The Federal Aviation Administration is failing to effectively oversee new safety risks posed by sharp cost-cutting in the airline industry and rapid growth of budget carriers, a government report concludes.
U.S. airlines -- many of which continue to struggle financially -- are looking for new ways to cut costs by outsourcing maintenance and reducing the time that planes are parked at gates. At the same time, new low-fare carriers are expanding to dozens of cities. Both trends have created safety concerns that the FAA has not adequately addressed in its inspection program, according to a Transportation Department inspector general report issued yesterday.
"Pilots and flight crews are flying more hours, and aircraft are being utilized for more hours a day," the report says. "While there has not been a fatal accident involving a large passenger air carrier in over three years, there have been precursors to potentially more serious incidents."
U.S. carriers, which ultimately are responsible for safety, said they have not lowered their standards despite losing billions of dollars a year. "We have cut nothing that would compromise safety, nor will we," US Airways spokesman David A. Castelveter said. Other airlines made similar comments.
The FAA defended the work of its inspectors, whose job is to ensure that airlines meet safety standards, and disagreed with many of the inspector general's findings. But it agreed that it has been constrained by budget cuts that will result in 300 fewer inspectors this year. The agency has asked for money to add about 100 inspectors next year to its 3,400-inspector workforce.
"We're extremely mindful of these changes" in the airline industry, said Margaret Gilligan, the FAA's deputy associate administrator for aviation safety. Since 1996, she said, inspectors have relied less on spot inspections and a "kick the tires" approach to focus on oversight of the carriers' safety programs. "We changed our program to better analyze risk," she said.
The report says the FAA did not complete 26 percent of its planned inspections on five major carriers in fiscal 2003. It also criticizes the agency for stepping up oversight of only three carriers in or near bankruptcy protection when at least five network carriers are losing record amounts of money. The report reviewed legacy carriers United, Northwest, US Airways, Delta and American. It also reviewed five low-fare carriers: JetBlue, ATA, AirTran, Frontier and Spirit.
The report found that up to 90 percent of airline maintenance is conducted overnight, yet FAA inspectors spent only 1 to 7 percent of their work time conducting night inspections. The FAA disagreed with that finding, saying its inspectors spend 10 percent of their time at maintenance facilities at night.

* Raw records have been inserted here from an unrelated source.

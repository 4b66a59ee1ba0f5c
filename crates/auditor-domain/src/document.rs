//! Uploaded documents
//!
//! The tool only ever handles one PDF per request. The bytes are kept in
//! memory and dropped with the request; nothing inspects the PDF structure
//! beyond the file signature.

use std::fmt;
use thiserror::Error;

/// MIME type attached to the document when it is sent to the model
pub const PDF_MIME_TYPE: &str = "application/pdf";

/// Every PDF starts with this signature
const PDF_MAGIC: &[u8] = b"%PDF-";

/// Reasons an upload is rejected before any remote call is made
#[derive(Debug, Clone, PartialEq, Eq, Error)]
pub enum DocumentError {
    /// No bytes were uploaded
    #[error("uploaded file is empty")]
    Empty,
    /// The bytes do not carry a PDF signature
    #[error("uploaded file is not a PDF")]
    NotPdf,
}

/// A PDF held in memory for the duration of one audit
#[derive(Clone, PartialEq, Eq)]
pub struct PdfDocument {
    file_name: String,
    bytes: Vec<u8>,
}

impl PdfDocument {
    /// Wrap uploaded bytes, checking that they look like a PDF
    ///
    /// # Examples
    ///
    /// ```
    /// use auditor_domain::{DocumentError, PdfDocument};
    ///
    /// let doc = PdfDocument::new("relatorio.pdf", b"%PDF-1.7\n...".to_vec()).unwrap();
    /// assert_eq!(doc.file_name(), "relatorio.pdf");
    ///
    /// let err = PdfDocument::new("notes.txt", b"hello".to_vec()).unwrap_err();
    /// assert_eq!(err, DocumentError::NotPdf);
    /// ```
    pub fn new(file_name: impl Into<String>, bytes: Vec<u8>) -> Result<Self, DocumentError> {
        if bytes.is_empty() {
            return Err(DocumentError::Empty);
        }
        if !looks_like_pdf(&bytes) {
            return Err(DocumentError::NotPdf);
        }

        let mut file_name = file_name.into();
        if file_name.trim().is_empty() {
            file_name = "documento.pdf".to_string();
        }

        Ok(Self { file_name, bytes })
    }

    /// Name the file had on the client
    pub fn file_name(&self) -> &str {
        &self.file_name
    }

    /// Size in bytes
    pub fn len(&self) -> usize {
        self.bytes.len()
    }

    /// Always false for a constructed document; present for API symmetry
    pub fn is_empty(&self) -> bool {
        self.bytes.is_empty()
    }

    /// MIME type to tag the document with
    pub fn mime_type(&self) -> &'static str {
        PDF_MIME_TYPE
    }

    /// Give up the document, keeping only its bytes
    pub fn into_bytes(self) -> Vec<u8> {
        self.bytes
    }
}

// Keep multi-megabyte payloads out of debug output and logs.
impl fmt::Debug for PdfDocument {
    fn fmt(&self, f: &mut fmt::Formatter<'_>) -> fmt::Result {
        f.debug_struct("PdfDocument")
            .field("file_name", &self.file_name)
            .field("len", &self.bytes.len())
            .finish()
    }
}

/// Check the signature, tolerating leading whitespace some generators emit
fn looks_like_pdf(bytes: &[u8]) -> bool {
    let start = bytes
        .iter()
        .take(1024)
        .position(|b| !b.is_ascii_whitespace())
        .unwrap_or(0);
    bytes[start..].starts_with(PDF_MAGIC)
}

The inspector general recommended increased monitoring of maintenance because airlines have increasingly outsourced the work. U.S. airlines closed 42 maintenance facilities from 2001 through 2003 and turned over the work to repair stations in the United States and overseas. The inspector general is separately auditing the FAA's oversight of foreign repair stations, as carriers have sent more work overseas, where labor costs less. A 2003 report by the office found an inadequate number of FAA inspectors monitored work on U.S. planes being overhauled overseas and in the United States.
United Airlines, for example, closed some of its maintenance facilities to save money but said it retains vigorous oversight of its major contractors, both of which are in the United States. "We have our own maintenance folks who are on site who review the work the vendor is doing," said Jeff Green, a United spokesman. "The maintenance work we outsource is less specialized work. We do engine repairs and avionics repair for us and other airlines as well."

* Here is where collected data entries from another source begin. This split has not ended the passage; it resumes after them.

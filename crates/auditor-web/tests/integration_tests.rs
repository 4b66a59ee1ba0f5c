//! Integration tests for the web server

use auditor_llm::{MockProvider, StreamingProvider};
use auditor_web::{
    app_state,
    config::ServerConfig,
    handlers::{
        create_router, CompletedPayload, ErrorResponse, FragmentPayload, HealthCheckResponse,
    },
};
use axum::{
    body::Body,
    http::{header, Request, StatusCode},
    Router,
};
use http_body_util::BodyExt;
use std::sync::Arc;
use tower::ServiceExt; // for oneshot

const BOUNDARY: &str = "auditor-test-boundary";
const PDF: &[u8] = b"%PDF-1.7\n1 0 obj\n<< >>\nendobj\n";

fn create_test_app(provider: MockProvider, config: &ServerConfig) -> Router {
    let provider: Arc<dyn StreamingProvider> = Arc::new(provider);
    create_router(app_state(provider, config).unwrap())
}

/// Build a multipart body with one part per `(name, file_name, bytes)`
fn multipart_body(parts: &[(&str, Option<&str>, &[u8])]) -> Vec<u8> {
    let mut body = Vec::new();
    for (name, file_name, bytes) in parts {
        body.extend_from_slice(format!("--{}\r\n", BOUNDARY).as_bytes());
        match file_name {
            Some(file_name) => body.extend_from_slice(
                format!(
                    "Content-Disposition: form-data; name=\"{}\"; filename=\"{}\"\r\nContent-Type: application/pdf\r\n\r\n",
                    name, file_name
                )
                .as_bytes(),
            ),
            None => body.extend_from_slice(
                format!("Content-Disposition: form-data; name=\"{}\"\r\n\r\n", name).as_bytes(),
            ),
        }
        body.extend_from_slice(bytes);
        body.extend_from_slice(b"\r\n");
    }
    body.extend_from_slice(format!("--{}--\r\n", BOUNDARY).as_bytes());
    body
}

fn analyze_request(parts: &[(&str, Option<&str>, &[u8])]) -> Request<Body> {
    Request::builder()
        .method("POST")
        .uri("/analyze")
        .header(
            header::CONTENT_TYPE,
            format!("multipart/form-data; boundary={}", BOUNDARY),
        )
        .body(Body::from(multipart_body(parts)))
        .unwrap()
}

async fn body_bytes(response: axum::response::Response) -> Vec<u8> {
    response.into_body().collect().await.unwrap().to_bytes().to_vec()
}

/// Split an SSE body into `(event, data)` pairs
fn parse_events(body: &[u8]) -> Vec<(String, String)> {
    let text = String::from_utf8(body.to_vec()).unwrap();
    text.split("\n\n")
        .filter_map(|block| {
            let mut name = None;
            let mut data = Vec::new();
            for line in block.lines() {
                if let Some(value) = line.strip_prefix("event: ") {
                    name = Some(value.to_string());
                } else if let Some(value) = line.strip_prefix("data: ") {
                    data.push(value);
                }
            }
            name.map(|name| (name, data.join("\n")))
        })
        .collect()
}

#[tokio::test]
async fn test_health_check_endpoint() {
    let app = create_test_app(MockProvider::default().with_model("gemini-test"), &ServerConfig::default());

    let request = Request::builder()
        .method("GET")
        .uri("/health")
        .body(Body::empty())
        .unwrap();

    let response = app.oneshot(request).await.unwrap();
    assert_eq!(response.status(), StatusCode::OK);

    let health: HealthCheckResponse = serde_json::from_slice(&body_bytes(response).await).unwrap();
    assert_eq!(health.status, "ok");
    assert_eq!(health.model, "gemini-test");
}

#[tokio::test]
async fn test_index_page() {
    let app = create_test_app(
        MockProvider::default().with_model("gemini-flash-latest"),
        &ServerConfig::default(),
    );

    let request = Request::builder().uri("/").body(Body::empty()).unwrap();
    let response = app.oneshot(request).await.unwrap();
    assert_eq!(response.status(), StatusCode::OK);

    let html = String::from_utf8(body_bytes(response).await).unwrap();
    assert!(html.contains("⚖️ Auditor Jurídico - Análise de Processos"));
    assert!(html.contains("Status: Conectado ao modelo <strong>gemini-flash-latest</strong>"));
    assert!(html.contains("Faça upload do relatório processual (PDF)"));
    assert!(html.contains("<button id=\"analyze\" disabled>Analisar Documento</button>"));
}

#[tokio::test]
async fn test_analyze_without_file_never_calls_model() {
    let provider = MockProvider::default();
    let app = create_test_app(provider.clone(), &ServerConfig::default());

    let response = app
        .oneshot(analyze_request(&[("note", None, b"hello")]))
        .await
        .unwrap();

    assert_eq!(response.status(), StatusCode::BAD_REQUEST);
    let error: ErrorResponse = serde_json::from_slice(&body_bytes(response).await).unwrap();
    assert!(error.error.contains("PDF"));
    assert_eq!(provider.call_count(), 0);
}

#[tokio::test]
async fn test_analyze_empty_file() {
    let provider = MockProvider::default();
    let app = create_test_app(provider.clone(), &ServerConfig::default());

    let response = app
        .oneshot(analyze_request(&[("file", Some("vazio.pdf"), b"")]))
        .await
        .unwrap();

    assert_eq!(response.status(), StatusCode::BAD_REQUEST);
    assert_eq!(provider.call_count(), 0);
}

#[tokio::test]
async fn test_analyze_rejects_non_pdf() {
    let provider = MockProvider::default();
    let app = create_test_app(provider.clone(), &ServerConfig::default());

    let response = app
        .oneshot(analyze_request(&[("file", Some("notes.txt"), b"just text")]))
        .await
        .unwrap();

    assert_eq!(response.status(), StatusCode::UNSUPPORTED_MEDIA_TYPE);
    assert_eq!(provider.call_count(), 0);
}

#[tokio::test]
async fn test_analyze_rejects_oversized_upload() {
    let provider = MockProvider::default();
    let config = ServerConfig {
        max_upload_bytes: 64,
        ..ServerConfig::default()
    };
    let app = create_test_app(provider.clone(), &config);

    let big = [b'%'; 1024];
    let response = app
        .oneshot(analyze_request(&[("file", Some("big.pdf"), &big)]))
        .await
        .unwrap();

    assert_eq!(response.status(), StatusCode::PAYLOAD_TOO_LARGE);
    assert_eq!(provider.call_count(), 0);
}

#[tokio::test]
async fn test_analyze_streams_events() {
    let provider = MockProvider::new(["Hello, ", "world.\n", "```csv\nA;B\n1;2\n```"]);
    let app = create_test_app(provider.clone(), &ServerConfig::default());

    let response = app
        .oneshot(analyze_request(&[("file", Some("relatorio.pdf"), PDF)]))
        .await
        .unwrap();

    assert_eq!(response.status(), StatusCode::OK);
    assert_eq!(
        response.headers().get(header::CONTENT_TYPE).unwrap(),
        "text/event-stream"
    );

    let events = parse_events(&body_bytes(response).await);
    let names: Vec<&str> = events.iter().map(|(name, _)| name.as_str()).collect();
    assert_eq!(names, vec!["started", "fragment", "fragment", "fragment", "completed"]);

    let text: String = events
        .iter()
        .filter(|(name, _)| name == "fragment")
        .map(|(_, data)| {
            let value: serde_json::Value = serde_json::from_str(data).unwrap();
            value["text"].as_str().unwrap().to_string()
        })
        .collect();
    assert_eq!(text, "Hello, world.\n```csv\nA;B\n1;2\n```");

    let completed: CompletedPayload = serde_json::from_str(&events[4].1).unwrap();
    assert_eq!(completed.csv.as_deref(), Some("A;B\n1;2"));
    assert_eq!(completed.file_name.as_deref(), Some("auditoria_juridica.csv"));
    assert_eq!(completed.fragment_count, 3);
    assert!(completed.warning.is_none());
    assert_eq!(provider.call_count(), 1);
}

#[tokio::test]
async fn test_fragments_carry_rendered_markdown() {
    let provider = MockProvider::new([
        "## PARTE 2: TABELA VISUAL\n\n",
        "| Nº Processo | Status |\n|---|---|\n",
        "| 0001 | Ativo |\n",
    ]);
    let app = create_test_app(provider, &ServerConfig::default());

    let response = app
        .oneshot(analyze_request(&[("file", Some("relatorio.pdf"), PDF)]))
        .await
        .unwrap();

    let events = parse_events(&body_bytes(response).await);
    let fragments: Vec<FragmentPayload> = events
        .iter()
        .filter(|(name, _)| name == "fragment")
        .map(|(_, data)| serde_json::from_str(data).unwrap())
        .collect();
    assert_eq!(fragments.len(), 3);

    // Each fragment re-renders everything received so far
    assert!(fragments[0].html.contains("<h2>PARTE 2: TABELA VISUAL</h2>"));
    let last = &fragments[2].html;
    assert!(last.contains("<h2>PARTE 2: TABELA VISUAL</h2>"));
    assert!(last.contains("<table>"));
    assert!(last.contains("<td>0001</td>"));
    assert!(last.contains("<td>Ativo</td>"));
    assert!(!last.contains("|---|"));
}

#[tokio::test]
async fn test_analyze_without_csv_block_warns() {
    let app = create_test_app(
        MockProvider::with_response("Resumo sem tabela."),
        &ServerConfig::default(),
    );

    let response = app
        .oneshot(analyze_request(&[("file", Some("relatorio.pdf"), PDF)]))
        .await
        .unwrap();

    let events = parse_events(&body_bytes(response).await);
    let (name, data) = events.last().unwrap();
    assert_eq!(name, "completed");

    let completed: CompletedPayload = serde_json::from_str(data).unwrap();
    assert!(completed.csv.is_none());
    assert!(completed.warning.is_some());
}

#[tokio::test]
async fn test_remote_failure_becomes_error_event() {
    let provider = MockProvider::new(["parcial"]).fail_after(1, "quota exceeded");
    let app = create_test_app(provider.clone(), &ServerConfig::default());

    let response = app
        .clone()
        .oneshot(analyze_request(&[("file", Some("relatorio.pdf"), PDF)]))
        .await
        .unwrap();
    assert_eq!(response.status(), StatusCode::OK);

    let events = parse_events(&body_bytes(response).await);
    let (name, data) = events.last().unwrap();
    assert_eq!(name, "error");
    let value: serde_json::Value = serde_json::from_str(data).unwrap();
    assert!(value["message"]
        .as_str()
        .unwrap()
        .starts_with("Ocorreu um erro: "));

    // The server keeps serving and accepts another attempt
    let response = app
        .oneshot(analyze_request(&[("file", Some("relatorio.pdf"), PDF)]))
        .await
        .unwrap();
    assert_eq!(response.status(), StatusCode::OK);
    let events = parse_events(&body_bytes(response).await);
    assert_eq!(events.first().unwrap().0, "started");
    assert_eq!(provider.call_count(), 2);
}

#[tokio::test]
async fn test_export_with_bom() {
    let app = create_test_app(MockProvider::default(), &ServerConfig::default());

    let request = Request::builder()
        .method("POST")
        .uri("/export")
        .header(header::CONTENT_TYPE, "application/json")
        .body(Body::from(r#"{"csv": "Numero_Processo;Valor_Causa\n0001;R$ 1.000,00"}"#))
        .unwrap();

    let response = app.oneshot(request).await.unwrap();
    assert_eq!(response.status(), StatusCode::OK);
    assert_eq!(
        response.headers().get(header::CONTENT_TYPE).unwrap(),
        "text/csv; charset=utf-8"
    );
    assert_eq!(
        response.headers().get(header::CONTENT_DISPOSITION).unwrap(),
        "attachment; filename=\"auditoria_juridica.csv\""
    );

    let bytes = body_bytes(response).await;
    assert!(bytes.starts_with(&[0xEF, 0xBB, 0xBF]));
    assert_eq!(&bytes[3..], "Numero_Processo;Valor_Causa\n0001;R$ 1.000,00".as_bytes());
}

#[tokio::test]
async fn test_export_without_bom() {
    let mut config = ServerConfig::default();
    config.audit.csv_bom = false;
    let app = create_test_app(MockProvider::default(), &config);

    let request = Request::builder()
        .method("POST")
        .uri("/export")
        .header(header::CONTENT_TYPE, "application/json")
        .body(Body::from(r#"{"csv": "A;B"}"#))
        .unwrap();

    let response = app.oneshot(request).await.unwrap();
    assert_eq!(body_bytes(response).await, b"A;B");
}

#[tokio::test]
async fn test_export_rejects_blank_payload() {
    let app = create_test_app(MockProvider::default(), &ServerConfig::default());

    let request = Request::builder()
        .method("POST")
        .uri("/export")
        .header(header::CONTENT_TYPE, "application/json")
        .body(Body::from(r#"{"csv": "   "}"#))
        .unwrap();

    let response = app.oneshot(request).await.unwrap();
    assert_eq!(response.status(), StatusCode::BAD_REQUEST);
}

The inspector general found instances in which carriers with short turnaround times at gates did not follow proper procedures and pilots made errors in calculating the weight and balance of planes. The reduced turnaround time can result in flight crews working longer as airlines try to schedule planes to make more trips in a day. That can pose safety risks if, for example, there is not enough time for brakes to cool between flights.
"The idea here is we all stay right on our toes," said Kenneth M. Mead, the inspector general. "We don't want anyone taking inference that we're saying the system is unsafe. But having said that, we've definitely found areas where the FAA can improve and minimize risk further."
One low-fare carrier expanded its fleet by 56 percent, tripled its number of destinations and increased operations by 59 percent from 2000 through 2003 while it reduced its mechanic workforce by 14 percent, the report says. But the FAA did not identify the rapid growth as a risk or evaluate the impact of the workforce reduction on maintenance, the report says. The inspector general did not identify the airline.
Gilligan, the FAA safety official, said the agency agreed with many of the inspector general's recommendations for improvement but took issue with some of its criticism. She said she has not found any evidence that outsourced maintenance work has resulted in safety lapses.
Often, she said, repair stations have special expertise. "In many cases, the reason to go to a third-party provider is to enhance the safety program," Gilligan said.
As a result of the report, the FAA agreed to develop procedures to ensure that inspectors constantly monitor industry changes such as worsening financial conditions and said it would collect more information from carriers about off-hour maintenance.